Arctic Barnabas exists to provide spiritual and physical support to these dear folks throughout the year, and in the fall brings them together for a week of rest and renewal (a great ministry you should consider supporting).
This is the second time I’ve had the opportunity to be with them and, again, wondering what in the world I have to offer these heroes of the faith. Personally, I really have nothing, but we are taking tours gazing upon the face of God and the “Crown Jewel” in His nature, refreshing ourselves with the criticality of divine relationships and how they are rooted in the social complexity of our Triune God.
Every session ends with a time of testimony and sharing from the missionary families. Each brought tears as we heard of the trials, the heartaches and the miracles where God had showed Himself mighty in a time of great need.
If you have a moment, please pray for them as they now head back to their villages. For some, it will take days, in bush planes and ferries, to get back to the reality of their call.
This was for their rest and renewal, but it always renews something in me. It reminds me to diligently pray for those who have been called to the hard places in the world. It reminds me of how much we need each other as we walk this road. And it reminds me of how much the enemy seeks to isolate us and destroy the relationships that God has designed.
In the bush, families are kept as an outsider, making it difficult to form relationships. But for the rest of us, it is plain self-centeredness that destroys relationships as we seek to satisfy our own desires. True, deep relationships require sacrifice and self-sacrifice is growing scarce in our culture.
And, of course, the smartphone sucks us deeper and deeper into the isolation of its screen. We “contact” others while we grow increasingly lonely. This will eventually lead to the demise of our culture.

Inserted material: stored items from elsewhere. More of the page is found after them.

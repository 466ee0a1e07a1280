//! freezer-periphery
//!
//! Satellite registries that live next to the ledger but never touch locked
//! balances: the username registry used for referral links, and the founders
//! collectible collection gated by a Merkle allow-list.

pub mod collectibles;
pub mod registry;

pub use collectibles::{BatchMintRequest, FoundersCollection, TokenId};
pub use registry::UsernameRegistry;
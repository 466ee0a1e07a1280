//! freezer-node: runs the Freezer ledger behind a JSON-RPC server.
//!
//! Startup sequence:
//!   1. Open (or initialise) the state database and run schema migrations
//!   2. Load ledger parameters and the local token (snapshot or genesis)
//!   3. Build the ledger engine and the username registry
//!   4. Start the JSON-RPC 2.0 server
//!   5. Run the writer loop: every mutation is applied here, one at a time

use std::net::SocketAddr;
use std::path::{Path, PathBuf};
use std::sync::Arc;

use anyhow::Context;
use clap::Parser;
use tokio::sync::mpsc;
use tracing::{info, warn};

use freezer_core::params::FreezerParams;
use freezer_core::types::{format_tokens, AccountId};
use freezer_crypto::{account_id_from_seed, random_account_id};
use freezer_ledger::{FreezerEngine, MemoryCustody, MemoryToken};
use freezer_periphery::UsernameRegistry;
use freezer_rpc::{NodeCommand, NodeEngine, RpcServer, RpcServerState};
use freezer_state::{migrate, FreezerDb};

mod token_store;
use token_store::{TokenGenesis, TokenStore};

/// Seed of the account under which the ledger holds custody.
const CUSTODY_SEED: &[u8] = b"freezer-ledger-custody";

#[derive(Parser, Debug)]
#[command(
    name = "freezer-node",
    version,
    about = "Freezer node: time-locked staking ledger with levels and referrals"
)]
struct Args {
    /// Directory for the persistent state database.
    #[arg(long, default_value = "~/.freezer/data")]
    data_dir: PathBuf,

    /// JSON-RPC listen address.
    #[arg(long, default_value = "127.0.0.1:8645")]
    rpc_addr: SocketAddr,

    /// Path to ledger params JSON. Defaults apply when omitted.
    #[arg(long)]
    params: Option<PathBuf>,

    /// Ledger owner (base-58). Only used when the ledger is created.
    #[arg(long)]
    owner: Option<String>,

    /// Initial local token balances (JSON). Only used on first run.
    #[arg(long)]
    token_genesis: Option<PathBuf>,
}

#[tokio::main]
async fn main() -> anyhow::Result<()> {
    tracing_subscriber::fmt()
        .with_env_filter(
            tracing_subscriber::EnvFilter::try_from_default_env()
                .unwrap_or_else(|_| tracing_subscriber::EnvFilter::new("info,freezer=debug")),
        )
        .init();

    let args = Args::parse();
    info!("Freezer node starting");

    // ── State database ────────────────────────────────────────────────────────
    let data_dir = expand_tilde(&args.data_dir);
    std::fs::create_dir_all(&data_dir)
        .with_context(|| format!("creating data dir {}", data_dir.display()))?;

    let db = Arc::new(FreezerDb::open(data_dir.join("state")).context("opening state database")?);
    let version = migrate(&db).context("migrating state database")?;
    info!(schema_version = version, "state database ready");

    // ── Parameters ────────────────────────────────────────────────────────────
    let params = load_params(args.params.as_deref())?;
    info!(
        lock_duration_secs = params.lock_duration_secs,
        base_reward_rate = %params.base_reward_rate,
        levels = params.max_level(),
        "ledger parameters loaded"
    );

    // ── Local token ───────────────────────────────────────────────────────────
    let custody_id = account_id_from_seed(CUSTODY_SEED);
    let token_store = TokenStore::new(&data_dir);
    let token = match token_store.load()? {
        Some(token) => {
            if args.token_genesis.is_some() {
                warn!("token snapshot found, ignoring --token-genesis");
            }
            Arc::new(token)
        }
        None => {
            let token = MemoryToken::new();
            if let Some(path) = args.token_genesis.as_deref() {
                let minted = TokenGenesis::load(path)?.apply(&token)?;
                info!(total = %format_tokens(minted), "token genesis applied");
            }
            Arc::new(token)
        }
    };
    token.grant_minter(&custody_id);
    token_store.save(&token).context("saving token snapshot")?;

    // ── Ledger engine ─────────────────────────────────────────────────────────
    let owner = resolve_owner(args.owner.as_deref())?;
    let custody = MemoryCustody::new(Arc::clone(&token), custody_id);
    let engine: Arc<NodeEngine> = Arc::new(
        FreezerEngine::new(Arc::clone(&db), custody, params, owner).context("initialising ledger")?,
    );
    let state = engine.ledger_state()?;
    info!(
        owner = %state.owner,
        custody = %custody_id,
        total_locked = %format_tokens(state.total_locked),
        participants = engine.participant_count(),
        active = state.active,
        "ledger ready"
    );
    let registry = UsernameRegistry::new(Arc::clone(&db));

    // ── Writer queue ──────────────────────────────────────────────────────────
    let (command_sender, mut command_receiver) = mpsc::channel::<NodeCommand>(512);

    // ── RPC server ────────────────────────────────────────────────────────────
    let rpc_state = Arc::new(RpcServerState {
        engine: Arc::clone(&engine),
        registry: registry.clone(),
        token: Arc::clone(&token),
        commands: Some(command_sender),
    });
    let (rpc_addr, rpc_handle) = RpcServer::new(rpc_state)
        .start(args.rpc_addr)
        .await
        .context("starting RPC server")?;

    // ── Main loop: apply mutations in arrival order ───────────────────────────
    info!(rpc = %rpc_addr, "node ready");
    loop {
        let command = tokio::select! {
            command = command_receiver.recv() => match command {
                Some(command) => command,
                None => break,
            },
            _ = tokio::signal::ctrl_c() => {
                info!("shutdown requested");
                break;
            }
        };

        let now = chrono::Utc::now().timestamp();
        match command {
            NodeCommand::Ledger { caller, call, reply } => {
                let result = engine.apply(&caller, &call, now);
                if let Err(e) = &result {
                    warn!(caller = %caller, call = call.name(), error = %e, "ledger call rejected");
                }
                let _ = reply.send(result);
            }
            NodeCommand::Approve { owner, amount, reply } => {
                token.approve(&owner, &custody_id, amount);
                info!(owner = %owner, amount = %format_tokens(amount), "custody allowance set");
                let _ = reply.send(Ok(amount));
            }
            NodeCommand::RegisterUsername { caller, name, reply } => {
                let result = registry.register(&caller, &name);
                if let Err(e) = &result {
                    warn!(caller = %caller, error = %e, "username registration rejected");
                }
                let _ = reply.send(result);
            }
        }

        if let Err(e) = token_store.checkpoint(&db, &token) {
            warn!(error = %e, "failed to checkpoint ledger and token");
        }
    }

    let _ = rpc_handle.stop();
    db.flush().context("flushing state database")?;
    info!("node stopped");
    Ok(())
}

fn load_params(path: Option<&Path>) -> anyhow::Result<FreezerParams> {
    let Some(p) = path else {
        return Ok(FreezerParams::default());
    };
    let json = std::fs::read_to_string(p)
        .with_context(|| format!("reading ledger params from {}", p.display()))?;
    FreezerParams::from_json(&json).context("parsing ledger params JSON")
}

/// Parse `--owner`, or generate an ephemeral owner if none is given.
///
/// # Warning
/// An ephemeral owner is printed once and never stored anywhere else. Only use
/// this for local development.
fn resolve_owner(owner: Option<&str>) -> anyhow::Result<AccountId> {
    if let Some(s) = owner {
        return AccountId::from_b58(s).context("parsing --owner");
    }
    let id = random_account_id();
    warn!(owner = %id, "No --owner provided. Generated an ephemeral owner. DO NOT USE IN PRODUCTION.");
    Ok(id)
}

/// Expand a leading `~` to the user's home directory (`HOME` or `USERPROFILE`).
fn expand_tilde(path: &Path) -> PathBuf {
    if let Ok(stripped) = path.strip_prefix("~") {
        if let Ok(home) = std::env::var("HOME").or_else(|_| std::env::var("USERPROFILE")) {
            return PathBuf::from(home).join(stripped);
        }
    }
    path.to_path_buf()
}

The bush missionary families have a tough life, but I can tell you that their families are fully intact. In this way, although they lack most of the physical niceties that we enjoy, they are more healthy spiritually and physically. Would that we might “disconnect” from the entertainment and smartphone vortex consuming us and reconnect with our families and with each other.
The Lord wants us in deep relationships; the enemy wants us atomized.
The former brings blessings and life; the latter, curses and death.